GPU Scheduling on Kubernetes

GPU scheduling on Kubernetes is one of those areas where the tooling went from “research-grade” in 2021 to “production standard” by 2025. NVIDIA’s GPU Operator, MIG (Multi-Instance GPU), time-slicing, and a maturing ecosystem of schedulers (Volcano, Kueue, Run:AI, custom solutions) make this credible at scale.

The patterns that actually work in production.

The core scheduling primitives#

Node selectors + taints. GPU-equipped nodes tainted; only GPU-requesting pods tolerate. Basic isolation.

Resource requests. Pods request nvidia.com/gpu: N. The device plugin handles allocation.

Time-slicing. Multiple pods share one physical GPU with time-multiplexed access. Useful for low-utilization workloads (notebooks, light inference).

MIG (Multi-Instance GPU). Physical partitioning on A100/H100. Each pod gets a slice with dedicated memory and compute. Better isolation than time-slicing.

Topology awareness. Some workloads need GPUs with NVLink or specific PCIe topology. Scheduler awareness matters.

The schedulers#

Default Kubernetes scheduler with NVIDIA device plugin. Fine for simple cases.

Volcano. Designed for batch workloads; fair-share, gang scheduling, preemption. Good for training jobs.

Kueue. Native Kubernetes batch scheduling. Becoming the de-facto standard for ML training on K8s.

Run:AI (Nvidia-owned). Commercial; mature features around fractional GPU sharing and team quotas.

Karpenter for node provisioning. Pairs well with any GPU scheduler — provisions the right GPU node type for the workload.

Choose by workload pattern. Notebooks and ad-hoc dev → fractional sharing. Training → batch scheduler.

The patterns that work#

Separate node pools by GPU type. A10G, A100, H100, MI300 each have different cost-performance characteristics. Pods request the type they need.

Fractional GPUs for development. A team of data scientists sharing physical GPUs via MIG or time-slicing.
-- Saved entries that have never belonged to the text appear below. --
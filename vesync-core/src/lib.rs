//! vesync-core
//!
//! Cross-chain synchronization of voting-escrow lock balances. An origin
//! chain keeps the authoritative lock ledger; a sender snapshots one
//! account's lock state into a fixed ABI payload; a transport carries it to a
//! destination chain, where a receiver authenticates it and upserts the
//! account's record into a mirror ledger. Both ledgers evaluate balances with
//! the same curve, so they agree at any shared timestamp once a sync lands.

pub mod chains;
pub mod curve;
pub mod encoding;
pub mod error;
pub mod ledger;
pub mod legacy_pool;
pub mod mirror;
pub mod network;
pub mod peers;
pub mod profile;
pub mod receiver;
pub mod sender;
pub mod token;
pub mod transport;
pub mod types;

pub use encoding::SyncPayload;
pub use error::{ErrorKind, SyncError};
pub use ledger::{LockLedger, Withdrawal};
pub use legacy_pool::{InMemoryCakePool, LegacyPool, LegacyUserInfo};
pub use mirror::{MirrorLedger, MirrorUpdate, SyncStatus};
pub use network::{DeliveryOutcome, Deployment, NetworkSetup, RelayReport, SyncNetwork};
pub use profile::{InMemoryProfileRegistry, ProfileMirror, ProfileRegistry};
pub use receiver::{Delivery, DispatchPlan, SyncReceiver};
pub use sender::{SendContext, SyncRequest, SyncSender};
pub use transport::{EndpointConfig, LocalTransport, MessageReceipt, Packet, Transport};
pub use types::{
    Address, AddressExt, CakePoolType, ChannelId, LockedBalance, PeerId, ProtocolVersion, UserInfo,
    WithdrawFlag,
};

/// Rail identifier for the veToken sync service
pub const RAIL_ID_VESYNC: &str = "VESYNC_LAYERZERO";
Cost down dramatically.

Whole GPUs for training. Training jobs get exclusive access; no sharing.

Job queues with priority. Critical training jobs preempt low-priority work. Defined explicitly.

Spot-aware scheduling. Schedulers that understand spot/preemptible behavior and re-queue on preemption.

What goes wrong#

Underutilized whole GPUs. Pod requests nvidia.com/gpu: 1 but only uses 20%. Common in development workloads. Fix with MIG or time-slicing.
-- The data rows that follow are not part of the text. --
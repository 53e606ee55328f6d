//! ABI encoding/decoding for sync messages
//!
//! The payload is a static Solidity tuple of ten 32-byte words:
//!
//! ```text
//! (address account, bool syncLock, uint256 amount, uint256 end,
//!  address cakePoolProxy, uint256 proxyAmount, uint256 proxyEnd,
//!  bool syncProfile, bool profileActive, uint256 extraGas)
//! ```

use serde::{Deserialize, Serialize};

use crate::error::SyncError;
use crate::types::{Address, LockedBalance};

const WORD: usize = 32;

/// Number of words in an encoded [`SyncPayload`].
pub const SYNC_PAYLOAD_WORDS: usize = 10;

/// Size in bytes of an encoded [`SyncPayload`].
pub const SYNC_PAYLOAD_LEN: usize = SYNC_PAYLOAD_WORDS * WORD;

/// Snapshot of one account's lock and profile state at send time.
#[derive(Debug, Clone, Copy, PartialEq, Eq, Serialize, Deserialize)]
pub struct SyncPayload {
    pub account: Address,
    pub sync_lock: bool,
    /// Native lock of `account`; ignored unless `sync_lock`.
    pub lock: LockedBalance,
    /// Pool proxy holding a migrated position, zero when there is none.
    pub cake_pool_proxy: Address,
    pub proxy_lock: LockedBalance,
    pub sync_profile: bool,
    pub profile_active: bool,
    /// Destination gas requested on top of the default budget.
    pub extra_gas: u128,
}

impl SyncPayload {
    pub fn proxy(&self) -> Option<Address> {
        if self.cake_pool_proxy.is_zero() {
            None
        } else {
            Some(self.cake_pool_proxy)
        }
    }

    pub fn encode(&self) -> Vec<u8> {
        encode_sync_payload(self)
    }

    pub fn decode(bytes: &[u8]) -> Result<Self, SyncError> {
        decode_sync_payload(bytes)
    }
}

/// Encode a sync payload for transmission
pub fn encode_sync_payload(payload: &SyncPayload) -> Vec<u8> {
    let mut encoded = Vec::with_capacity(SYNC_PAYLOAD_LEN);

    put_address(&mut encoded, &payload.account);
    put_bool(&mut encoded, payload.sync_lock);
    put_uint(&mut encoded, payload.lock.amount);
    put_uint(&mut encoded, payload.lock.end as u128);
    put_address(&mut encoded, &payload.cake_pool_proxy);
    put_uint(&mut encoded, payload.proxy_lock.amount);
    put_uint(&mut encoded, payload.proxy_lock.end as u128);
    put_bool(&mut encoded, payload.sync_profile);
    put_bool(&mut encoded, payload.profile_active);
    put_uint(&mut encoded, payload.extra_gas);

    encoded
}

/// Decode a sync payload, rejecting anything that is not canonical ABI
pub fn decode_sync_payload(bytes: &[u8]) -> Result<SyncPayload, SyncError> {
    if bytes.len() != SYNC_PAYLOAD_LEN {
        return Err(SyncError::Decoding(format!(
            "sync payload must be {} bytes, got {}",
            SYNC_PAYLOAD_LEN,
            bytes.len()
        )));
    }

    let mut words = bytes.chunks_exact(WORD).enumerate();
    let mut next = || {
        words
            .next()
            .ok_or_else(|| SyncError::Decoding("sync payload truncated".into()))
    };

    let (i, w) = next()?;
    let account = read_address(i, w)?;
    let (i, w) = next()?;
    let sync_lock = read_bool(i, w)?;
    let (i, w) = next()?;
    let amount = read_uint(i, w)?;
    let (i, w) = next()?;
    let end = read_u64(i, w)?;
    let (i, w) = next()?;
    let cake_pool_proxy = read_address(i, w)?;
    let (i, w) = next()?;
    let proxy_amount = read_uint(i, w)?;
    let (i, w) = next()?;
    let proxy_end = read_u64(i, w)?;
    let (i, w) = next()?;
    let sync_profile = read_bool(i, w)?;
    let (i, w) = next()?;
    let profile_active = read_bool(i, w)?;
    let (i, w) = next()?;
    let extra_gas = read_uint(i, w)?;

    Ok(SyncPayload {
        account,
        sync_lock,
        lock: LockedBalance::new(amount, end),
        cake_pool_proxy,
        proxy_lock: LockedBalance::new(proxy_amount, proxy_end),
        sync_profile,
        profile_active,
        extra_gas,
    })
}

// ═══════════════════════════════════════════════════════════════════════════════
// WORD HELPERS
// ═══════════════════════════════════════════════════════════════════════════════

fn put_address(out: &mut Vec<u8>, address: &Address) {
    let mut word = [0u8; WORD];
    word[12..].copy_from_slice(address.as_slice());
    out.extend_from_slice(&word);
}

fn put_bool(out: &mut Vec<u8>, value: bool) {
    let mut word = [0u8; WORD];
    word[31] = value as u8;
    out.extend_from_slice(&word);
}

fn put_uint(out: &mut Vec<u8>, value: u128) {
    let mut word = [0u8; WORD];
    word[16..].copy_from_slice(&value.to_be_bytes());
    out.extend_from_slice(&word);
}

fn read_address(index: usize, word: &[u8]) -> Result<Address, SyncError> {
    if word[..12].iter().any(|b| *b != 0) {
        return Err(SyncError::Decoding(format!(
            "word {}: address has dirty high bytes",
            index
        )));
    }
    let mut out = [0u8; 20];
    out.copy_from_slice(&word[12..]);
    Ok(Address::from(out))
}

fn read_bool(index: usize, word: &[u8]) -> Result<bool, SyncError> {
    match read_uint(index, word)? {
        0 => Ok(false),
        1 => Ok(true),
        other => Err(SyncError::Decoding(format!(
            "word {}: invalid bool value {}",
            index, other
        ))),
    }
}

fn read_uint(index: usize, word: &[u8]) -> Result<u128, SyncError> {
    if word[..16].iter().any(|b| *b != 0) {
        return Err(SyncError::Decoding(format!(
            "word {}: integer does not fit in 128 bits",
            index
        )));
    }
    let mut out = [0u8; 16];
    out.copy_from_slice(&word[16..]);
    Ok(u128::from_be_bytes(out))
}

fn read_u64(index: usize, word: &[u8]) -> Result<u64, SyncError> {
    let value = read_uint(index, word)?;
    u64::try_from(value).map_err(|_| {
        SyncError::Decoding(format!("word {}: timestamp {} overflows u64", index, value))
    })
}

#[cfg(test)]
mod tests {
    use super::*;

    fn sample() -> SyncPayload {
        SyncPayload {
            account: Address::repeat_byte(0x11),
            sync_lock: true,
            lock: LockedBalance::new(1_000_000_000_000_000_000_000, 1_717_027_200),
            cake_pool_proxy: Address::repeat_byte(0x22),
            proxy_lock: LockedBalance::new(2_345, 1_735_171_200),
            sync_profile: true,
            profile_active: false,
            extra_gas: 13_500_000,
        }
    }

    #[test]
    fn test_word_layout() {
        let encoded = sample().encode();
        assert_eq!(encoded.len(), SYNC_PAYLOAD_LEN);

        // account, left padded
        assert_eq!(&encoded[..12], &[0u8; 12]);
        assert_eq!(&encoded[12..32], &[0x11; 20]);
        // syncLock = true
        assert_eq!(encoded[63], 1);
        // end in word 3
        let end = u64::from_be_bytes(encoded[3 * 32 + 24..4 * 32].try_into().unwrap());
        assert_eq!(end, 1_717_027_200);
        // profileActive = false
        assert_eq!(encoded[8 * 32 + 31], 0);

        assert_eq!(SyncPayload::decode(&encoded).unwrap(), sample());
    }

    #[test]
    fn test_rejects_wrong_length() {
        let encoded = sample().encode();
        assert!(decode_sync_payload(&encoded[..SYNC_PAYLOAD_LEN - 1]).is_err());
        let mut longer = encoded.clone();
        longer.push(0);
        assert!(decode_sync_payload(&longer).is_err());
        assert!(decode_sync_payload(&[]).is_err());
    }

    #[test]
    fn test_rejects_non_canonical_words() {
        let mut dirty_address = sample().encode();
        dirty_address[4 * 32] = 1;
        assert!(decode_sync_payload(&dirty_address).is_err());

        let mut bad_bool = sample().encode();
        bad_bool[7 * 32 + 31] = 2;
        assert!(decode_sync_payload(&bad_bool).is_err());

        let mut wide_amount = sample().encode();
        wide_amount[2 * 32] = 1;
        assert!(decode_sync_payload(&wide_amount).is_err());

        let mut wide_end = sample().encode();
        wide_end[3 * 32 + 20] = 1;
        assert!(decode_sync_payload(&wide_end).is_err());
    }
}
Out-of-memory failures. Pod requests 1 GPU; another pod time-slices the same GPU; both OOM. Use MIG instead of time-slicing for memory isolation.

Topology misalignment. Multi-GPU training where the GPUs aren’t NVLink-connected; training is 5x slower than it should be. Topology-aware scheduling.

Driver-version mismatches. Cluster upgrades break CUDA compatibility. Pin driver versions; test before rolling.

Reservation thrashing. Quotas and queues poorly tuned; jobs sit in queue when capacity is actually available. Tune in production.

What we ship for ML platform teams#

For ML platform engagements via our DevOps automation service:

GPU node-pool architecture matched to workload mix
Kueue or Volcano deployment for batch scheduling
MIG configuration for shared workloads
Cost attribution per team and per workload type
Monitoring of GPU utilization with right-sizing recommendations
Spot integration where applicable

The cost reality#

GPU cost dominates ML budgets at scale. Modest scheduling improvements have outsized impact:

30% utilization improvement on a $200k/month GPU budget = $60k/month saved
MIG-based dev environments often reduce GPU need by 50%
Batch scheduling with preemption improves overall throughput 20–40%

The investment in scheduling discipline pays back fast.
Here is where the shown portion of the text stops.